- **What the exercise asks**
Once you have counted the lines below that contain "AttemptFailed", give that number and nothing else.

--- Listed entries ---

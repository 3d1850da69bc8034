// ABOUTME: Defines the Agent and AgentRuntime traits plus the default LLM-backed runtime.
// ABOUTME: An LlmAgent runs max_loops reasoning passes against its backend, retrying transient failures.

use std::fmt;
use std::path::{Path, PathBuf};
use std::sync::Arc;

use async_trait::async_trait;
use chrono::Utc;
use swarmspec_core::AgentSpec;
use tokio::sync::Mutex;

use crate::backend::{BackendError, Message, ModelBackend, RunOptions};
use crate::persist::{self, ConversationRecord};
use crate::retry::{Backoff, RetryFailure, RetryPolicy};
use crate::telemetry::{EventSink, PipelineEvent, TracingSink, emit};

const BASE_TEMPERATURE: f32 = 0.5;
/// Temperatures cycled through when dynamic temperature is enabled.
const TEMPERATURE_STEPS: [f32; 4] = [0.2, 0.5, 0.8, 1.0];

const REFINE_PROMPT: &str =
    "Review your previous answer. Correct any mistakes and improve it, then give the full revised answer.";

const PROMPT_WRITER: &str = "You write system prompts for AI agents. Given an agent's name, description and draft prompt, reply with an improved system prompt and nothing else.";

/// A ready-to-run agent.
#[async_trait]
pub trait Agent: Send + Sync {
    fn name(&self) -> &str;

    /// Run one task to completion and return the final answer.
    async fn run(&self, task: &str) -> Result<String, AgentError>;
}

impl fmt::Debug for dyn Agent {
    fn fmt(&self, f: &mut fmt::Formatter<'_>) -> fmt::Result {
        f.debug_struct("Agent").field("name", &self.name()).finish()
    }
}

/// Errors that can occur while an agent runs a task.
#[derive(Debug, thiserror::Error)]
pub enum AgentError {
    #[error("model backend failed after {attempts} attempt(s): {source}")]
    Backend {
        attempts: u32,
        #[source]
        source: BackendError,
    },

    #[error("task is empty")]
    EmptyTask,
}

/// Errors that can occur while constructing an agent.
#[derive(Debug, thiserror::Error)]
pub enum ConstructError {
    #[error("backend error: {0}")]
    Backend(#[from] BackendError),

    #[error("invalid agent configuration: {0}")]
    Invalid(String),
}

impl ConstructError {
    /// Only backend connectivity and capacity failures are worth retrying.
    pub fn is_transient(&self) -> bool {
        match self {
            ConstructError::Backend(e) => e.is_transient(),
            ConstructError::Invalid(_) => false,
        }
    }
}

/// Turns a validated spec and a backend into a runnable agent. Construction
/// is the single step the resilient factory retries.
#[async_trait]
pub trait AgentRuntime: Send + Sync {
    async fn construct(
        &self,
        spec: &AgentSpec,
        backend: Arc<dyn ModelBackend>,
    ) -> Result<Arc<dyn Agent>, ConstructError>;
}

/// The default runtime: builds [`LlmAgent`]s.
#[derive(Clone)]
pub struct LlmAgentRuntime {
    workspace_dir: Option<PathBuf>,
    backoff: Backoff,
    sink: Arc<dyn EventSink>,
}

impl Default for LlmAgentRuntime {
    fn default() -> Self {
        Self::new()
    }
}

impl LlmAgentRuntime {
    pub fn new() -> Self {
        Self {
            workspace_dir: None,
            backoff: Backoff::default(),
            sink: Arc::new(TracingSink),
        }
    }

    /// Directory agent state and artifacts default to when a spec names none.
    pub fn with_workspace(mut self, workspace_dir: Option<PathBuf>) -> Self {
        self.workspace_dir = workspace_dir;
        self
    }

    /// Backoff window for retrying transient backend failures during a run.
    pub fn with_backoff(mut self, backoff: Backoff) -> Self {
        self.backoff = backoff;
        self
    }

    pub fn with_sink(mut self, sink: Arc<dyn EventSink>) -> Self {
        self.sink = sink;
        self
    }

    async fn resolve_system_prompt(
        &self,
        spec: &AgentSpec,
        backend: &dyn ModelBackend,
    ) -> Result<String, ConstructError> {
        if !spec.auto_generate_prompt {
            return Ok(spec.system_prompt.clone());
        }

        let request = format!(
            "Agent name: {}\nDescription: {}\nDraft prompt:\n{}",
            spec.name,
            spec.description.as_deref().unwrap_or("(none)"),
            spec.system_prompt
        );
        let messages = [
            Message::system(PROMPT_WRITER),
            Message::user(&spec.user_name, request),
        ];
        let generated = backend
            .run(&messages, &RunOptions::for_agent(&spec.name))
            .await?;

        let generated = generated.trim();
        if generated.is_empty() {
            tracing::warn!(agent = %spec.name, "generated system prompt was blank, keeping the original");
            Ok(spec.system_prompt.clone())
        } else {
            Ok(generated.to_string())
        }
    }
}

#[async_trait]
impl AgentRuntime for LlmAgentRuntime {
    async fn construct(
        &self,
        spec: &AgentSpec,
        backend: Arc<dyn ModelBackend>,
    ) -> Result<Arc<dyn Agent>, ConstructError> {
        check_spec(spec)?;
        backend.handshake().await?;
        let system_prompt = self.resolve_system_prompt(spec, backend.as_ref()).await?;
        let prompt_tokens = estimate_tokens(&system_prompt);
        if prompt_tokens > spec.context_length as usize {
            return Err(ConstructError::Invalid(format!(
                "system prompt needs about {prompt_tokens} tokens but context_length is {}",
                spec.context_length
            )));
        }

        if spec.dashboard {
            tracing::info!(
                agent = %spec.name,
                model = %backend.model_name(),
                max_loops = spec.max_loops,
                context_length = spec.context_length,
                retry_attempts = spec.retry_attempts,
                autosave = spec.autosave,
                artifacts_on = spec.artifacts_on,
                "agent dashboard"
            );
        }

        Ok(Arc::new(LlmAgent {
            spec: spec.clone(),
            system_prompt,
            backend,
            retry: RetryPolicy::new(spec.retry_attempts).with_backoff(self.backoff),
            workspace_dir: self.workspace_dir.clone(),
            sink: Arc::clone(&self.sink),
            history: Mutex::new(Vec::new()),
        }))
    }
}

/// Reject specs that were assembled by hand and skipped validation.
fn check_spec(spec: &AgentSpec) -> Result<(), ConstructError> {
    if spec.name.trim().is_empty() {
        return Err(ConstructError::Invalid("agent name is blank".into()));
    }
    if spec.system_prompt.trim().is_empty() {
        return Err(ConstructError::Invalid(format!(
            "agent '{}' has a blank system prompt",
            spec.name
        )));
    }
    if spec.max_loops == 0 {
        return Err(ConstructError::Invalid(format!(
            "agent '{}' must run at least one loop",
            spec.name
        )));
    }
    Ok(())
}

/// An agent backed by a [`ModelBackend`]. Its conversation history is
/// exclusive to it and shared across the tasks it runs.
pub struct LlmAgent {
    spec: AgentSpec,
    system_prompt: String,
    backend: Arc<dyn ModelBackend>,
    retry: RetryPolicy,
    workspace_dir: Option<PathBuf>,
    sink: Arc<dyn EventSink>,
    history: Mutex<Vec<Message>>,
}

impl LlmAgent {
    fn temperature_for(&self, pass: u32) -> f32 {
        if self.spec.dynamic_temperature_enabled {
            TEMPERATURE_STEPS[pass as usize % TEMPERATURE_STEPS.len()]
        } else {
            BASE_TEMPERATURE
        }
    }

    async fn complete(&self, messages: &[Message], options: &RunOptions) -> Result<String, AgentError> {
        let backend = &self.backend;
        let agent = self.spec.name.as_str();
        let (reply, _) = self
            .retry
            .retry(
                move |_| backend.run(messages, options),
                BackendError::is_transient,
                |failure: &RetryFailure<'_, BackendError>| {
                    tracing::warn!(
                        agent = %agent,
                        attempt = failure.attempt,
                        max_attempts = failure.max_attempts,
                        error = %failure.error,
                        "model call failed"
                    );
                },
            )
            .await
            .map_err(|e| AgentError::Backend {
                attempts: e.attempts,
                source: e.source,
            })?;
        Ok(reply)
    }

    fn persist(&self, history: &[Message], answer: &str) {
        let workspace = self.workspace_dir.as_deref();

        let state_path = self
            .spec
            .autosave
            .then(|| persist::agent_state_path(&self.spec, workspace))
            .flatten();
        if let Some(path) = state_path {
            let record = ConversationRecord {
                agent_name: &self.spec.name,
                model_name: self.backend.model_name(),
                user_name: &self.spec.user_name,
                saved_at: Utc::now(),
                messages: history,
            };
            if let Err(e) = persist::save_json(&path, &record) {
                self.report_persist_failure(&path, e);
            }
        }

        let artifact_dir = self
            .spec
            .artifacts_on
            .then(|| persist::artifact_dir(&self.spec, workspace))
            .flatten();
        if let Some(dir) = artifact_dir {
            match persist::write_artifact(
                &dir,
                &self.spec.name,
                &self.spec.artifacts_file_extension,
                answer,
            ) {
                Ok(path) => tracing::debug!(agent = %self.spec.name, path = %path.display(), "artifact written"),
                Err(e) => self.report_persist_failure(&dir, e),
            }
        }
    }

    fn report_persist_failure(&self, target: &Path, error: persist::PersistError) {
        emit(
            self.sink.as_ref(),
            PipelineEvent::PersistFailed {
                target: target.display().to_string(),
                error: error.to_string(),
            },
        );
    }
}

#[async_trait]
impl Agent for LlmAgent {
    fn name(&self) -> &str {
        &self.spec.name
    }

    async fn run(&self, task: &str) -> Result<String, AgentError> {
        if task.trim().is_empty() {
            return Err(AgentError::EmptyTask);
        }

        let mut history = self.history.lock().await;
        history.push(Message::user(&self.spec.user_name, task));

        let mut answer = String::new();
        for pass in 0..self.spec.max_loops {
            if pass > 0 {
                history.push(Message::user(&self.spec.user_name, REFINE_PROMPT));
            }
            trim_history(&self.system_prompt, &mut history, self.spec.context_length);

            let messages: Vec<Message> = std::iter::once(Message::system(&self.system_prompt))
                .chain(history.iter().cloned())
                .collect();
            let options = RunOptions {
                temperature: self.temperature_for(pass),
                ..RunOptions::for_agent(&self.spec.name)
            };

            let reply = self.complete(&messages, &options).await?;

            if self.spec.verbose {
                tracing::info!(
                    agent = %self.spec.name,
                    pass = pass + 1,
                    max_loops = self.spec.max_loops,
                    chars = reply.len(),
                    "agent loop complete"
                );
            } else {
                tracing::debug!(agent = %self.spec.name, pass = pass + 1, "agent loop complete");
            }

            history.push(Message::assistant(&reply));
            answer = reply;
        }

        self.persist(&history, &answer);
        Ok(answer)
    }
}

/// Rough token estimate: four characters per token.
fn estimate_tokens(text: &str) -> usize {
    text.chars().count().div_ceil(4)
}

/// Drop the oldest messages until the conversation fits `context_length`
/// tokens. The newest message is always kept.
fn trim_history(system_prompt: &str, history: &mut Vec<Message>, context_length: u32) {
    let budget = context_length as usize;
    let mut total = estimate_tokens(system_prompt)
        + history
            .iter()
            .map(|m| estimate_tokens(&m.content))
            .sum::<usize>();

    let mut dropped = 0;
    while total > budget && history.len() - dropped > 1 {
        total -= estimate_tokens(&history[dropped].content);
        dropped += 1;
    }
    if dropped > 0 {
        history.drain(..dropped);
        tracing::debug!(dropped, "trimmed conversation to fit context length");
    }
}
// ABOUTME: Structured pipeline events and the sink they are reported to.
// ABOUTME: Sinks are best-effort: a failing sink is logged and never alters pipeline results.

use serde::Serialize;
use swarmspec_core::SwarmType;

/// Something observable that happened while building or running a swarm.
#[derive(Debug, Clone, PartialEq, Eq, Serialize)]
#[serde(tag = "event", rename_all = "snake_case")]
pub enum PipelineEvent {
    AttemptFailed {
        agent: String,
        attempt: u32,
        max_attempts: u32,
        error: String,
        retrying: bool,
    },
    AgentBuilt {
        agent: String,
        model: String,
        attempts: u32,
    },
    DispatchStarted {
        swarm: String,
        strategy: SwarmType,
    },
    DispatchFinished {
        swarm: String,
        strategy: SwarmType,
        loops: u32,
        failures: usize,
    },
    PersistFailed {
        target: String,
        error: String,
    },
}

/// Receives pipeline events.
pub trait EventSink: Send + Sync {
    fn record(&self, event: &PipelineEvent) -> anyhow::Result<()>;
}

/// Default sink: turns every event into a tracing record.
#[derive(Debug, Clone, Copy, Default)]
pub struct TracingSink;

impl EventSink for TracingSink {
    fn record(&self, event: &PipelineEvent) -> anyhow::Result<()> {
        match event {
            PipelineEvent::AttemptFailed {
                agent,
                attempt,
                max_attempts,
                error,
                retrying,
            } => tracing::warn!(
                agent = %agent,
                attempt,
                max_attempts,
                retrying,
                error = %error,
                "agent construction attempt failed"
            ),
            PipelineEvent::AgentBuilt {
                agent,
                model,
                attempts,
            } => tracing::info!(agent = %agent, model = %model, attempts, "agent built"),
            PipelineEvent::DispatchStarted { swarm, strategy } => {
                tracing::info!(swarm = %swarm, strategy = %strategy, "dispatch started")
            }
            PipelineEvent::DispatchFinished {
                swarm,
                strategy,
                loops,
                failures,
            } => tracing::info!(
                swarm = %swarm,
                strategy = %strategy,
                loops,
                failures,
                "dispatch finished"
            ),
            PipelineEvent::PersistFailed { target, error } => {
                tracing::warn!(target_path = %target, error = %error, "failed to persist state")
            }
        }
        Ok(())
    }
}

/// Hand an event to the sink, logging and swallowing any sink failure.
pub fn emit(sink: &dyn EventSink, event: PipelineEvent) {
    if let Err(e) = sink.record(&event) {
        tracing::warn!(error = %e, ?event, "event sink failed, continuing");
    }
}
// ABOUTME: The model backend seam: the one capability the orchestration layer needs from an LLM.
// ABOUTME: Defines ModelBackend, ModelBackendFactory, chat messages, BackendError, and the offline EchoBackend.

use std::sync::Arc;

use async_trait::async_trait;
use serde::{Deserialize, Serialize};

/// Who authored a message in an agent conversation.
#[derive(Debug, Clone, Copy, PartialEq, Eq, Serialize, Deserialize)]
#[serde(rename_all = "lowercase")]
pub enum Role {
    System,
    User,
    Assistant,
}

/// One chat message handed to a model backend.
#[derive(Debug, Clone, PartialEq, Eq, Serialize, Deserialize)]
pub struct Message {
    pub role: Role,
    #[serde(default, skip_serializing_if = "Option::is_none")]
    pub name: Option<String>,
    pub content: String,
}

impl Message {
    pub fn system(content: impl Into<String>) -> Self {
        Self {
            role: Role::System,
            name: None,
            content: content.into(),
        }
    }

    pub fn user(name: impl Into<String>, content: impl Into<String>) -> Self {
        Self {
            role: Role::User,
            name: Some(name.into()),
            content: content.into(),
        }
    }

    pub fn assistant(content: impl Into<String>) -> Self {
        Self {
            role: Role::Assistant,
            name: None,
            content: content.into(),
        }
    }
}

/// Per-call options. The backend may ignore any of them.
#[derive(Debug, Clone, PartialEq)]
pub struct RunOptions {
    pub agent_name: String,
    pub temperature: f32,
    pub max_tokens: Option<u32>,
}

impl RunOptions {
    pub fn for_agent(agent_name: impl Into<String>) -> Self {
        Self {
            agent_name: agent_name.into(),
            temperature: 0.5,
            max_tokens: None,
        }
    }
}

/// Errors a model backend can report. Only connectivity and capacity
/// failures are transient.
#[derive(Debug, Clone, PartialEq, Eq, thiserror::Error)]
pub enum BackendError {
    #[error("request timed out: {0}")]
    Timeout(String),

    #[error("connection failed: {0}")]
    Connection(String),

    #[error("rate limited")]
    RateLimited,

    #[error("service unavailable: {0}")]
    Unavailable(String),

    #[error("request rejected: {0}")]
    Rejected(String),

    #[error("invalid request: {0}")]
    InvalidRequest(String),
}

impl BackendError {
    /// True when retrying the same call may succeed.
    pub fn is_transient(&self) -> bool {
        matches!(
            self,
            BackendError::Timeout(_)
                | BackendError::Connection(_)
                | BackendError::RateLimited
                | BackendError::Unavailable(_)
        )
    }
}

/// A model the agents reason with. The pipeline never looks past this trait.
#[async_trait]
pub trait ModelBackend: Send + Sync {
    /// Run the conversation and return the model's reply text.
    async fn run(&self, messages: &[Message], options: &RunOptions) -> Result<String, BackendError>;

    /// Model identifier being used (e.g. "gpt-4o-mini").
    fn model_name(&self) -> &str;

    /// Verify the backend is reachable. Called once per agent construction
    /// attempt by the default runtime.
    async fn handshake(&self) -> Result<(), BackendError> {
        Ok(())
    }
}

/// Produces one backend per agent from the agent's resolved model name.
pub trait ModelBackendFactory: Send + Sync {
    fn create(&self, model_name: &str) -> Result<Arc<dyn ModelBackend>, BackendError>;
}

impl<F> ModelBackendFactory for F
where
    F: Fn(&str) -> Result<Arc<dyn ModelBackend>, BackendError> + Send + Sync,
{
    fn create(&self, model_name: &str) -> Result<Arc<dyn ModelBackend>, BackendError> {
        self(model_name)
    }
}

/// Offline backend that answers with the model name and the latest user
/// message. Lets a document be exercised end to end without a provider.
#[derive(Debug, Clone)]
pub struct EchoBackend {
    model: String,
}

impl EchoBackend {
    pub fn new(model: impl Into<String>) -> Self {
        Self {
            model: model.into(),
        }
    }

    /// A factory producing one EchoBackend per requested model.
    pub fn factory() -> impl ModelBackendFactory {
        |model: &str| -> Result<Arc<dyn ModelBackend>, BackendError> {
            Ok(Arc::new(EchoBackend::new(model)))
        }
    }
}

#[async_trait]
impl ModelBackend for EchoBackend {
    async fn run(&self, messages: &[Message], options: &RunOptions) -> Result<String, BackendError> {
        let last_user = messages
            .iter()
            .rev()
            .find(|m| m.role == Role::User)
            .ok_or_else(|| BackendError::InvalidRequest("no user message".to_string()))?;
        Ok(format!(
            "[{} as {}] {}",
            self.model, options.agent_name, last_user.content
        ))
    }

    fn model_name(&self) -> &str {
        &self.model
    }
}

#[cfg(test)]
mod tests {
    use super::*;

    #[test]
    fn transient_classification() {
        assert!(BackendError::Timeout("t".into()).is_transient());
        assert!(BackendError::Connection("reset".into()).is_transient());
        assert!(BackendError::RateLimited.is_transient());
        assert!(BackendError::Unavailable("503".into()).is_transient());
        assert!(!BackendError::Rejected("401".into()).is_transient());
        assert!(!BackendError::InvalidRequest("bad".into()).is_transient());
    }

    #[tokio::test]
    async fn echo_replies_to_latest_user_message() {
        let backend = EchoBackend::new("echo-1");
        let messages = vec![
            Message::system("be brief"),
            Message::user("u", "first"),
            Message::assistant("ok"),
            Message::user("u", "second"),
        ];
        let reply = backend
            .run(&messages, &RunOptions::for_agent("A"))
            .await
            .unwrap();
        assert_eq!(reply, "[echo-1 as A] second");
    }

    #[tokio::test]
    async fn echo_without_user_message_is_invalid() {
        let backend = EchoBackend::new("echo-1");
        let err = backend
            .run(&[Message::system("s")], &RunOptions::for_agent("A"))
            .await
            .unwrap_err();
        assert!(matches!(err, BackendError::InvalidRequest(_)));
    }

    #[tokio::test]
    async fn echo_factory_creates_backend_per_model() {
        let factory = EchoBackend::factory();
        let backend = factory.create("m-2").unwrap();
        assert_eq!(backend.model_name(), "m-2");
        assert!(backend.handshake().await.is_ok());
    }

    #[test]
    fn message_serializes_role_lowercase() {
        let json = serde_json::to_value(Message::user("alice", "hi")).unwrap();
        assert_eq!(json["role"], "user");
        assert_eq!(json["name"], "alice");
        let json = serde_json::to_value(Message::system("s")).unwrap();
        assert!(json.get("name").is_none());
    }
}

---

- **Response for this exercise**
2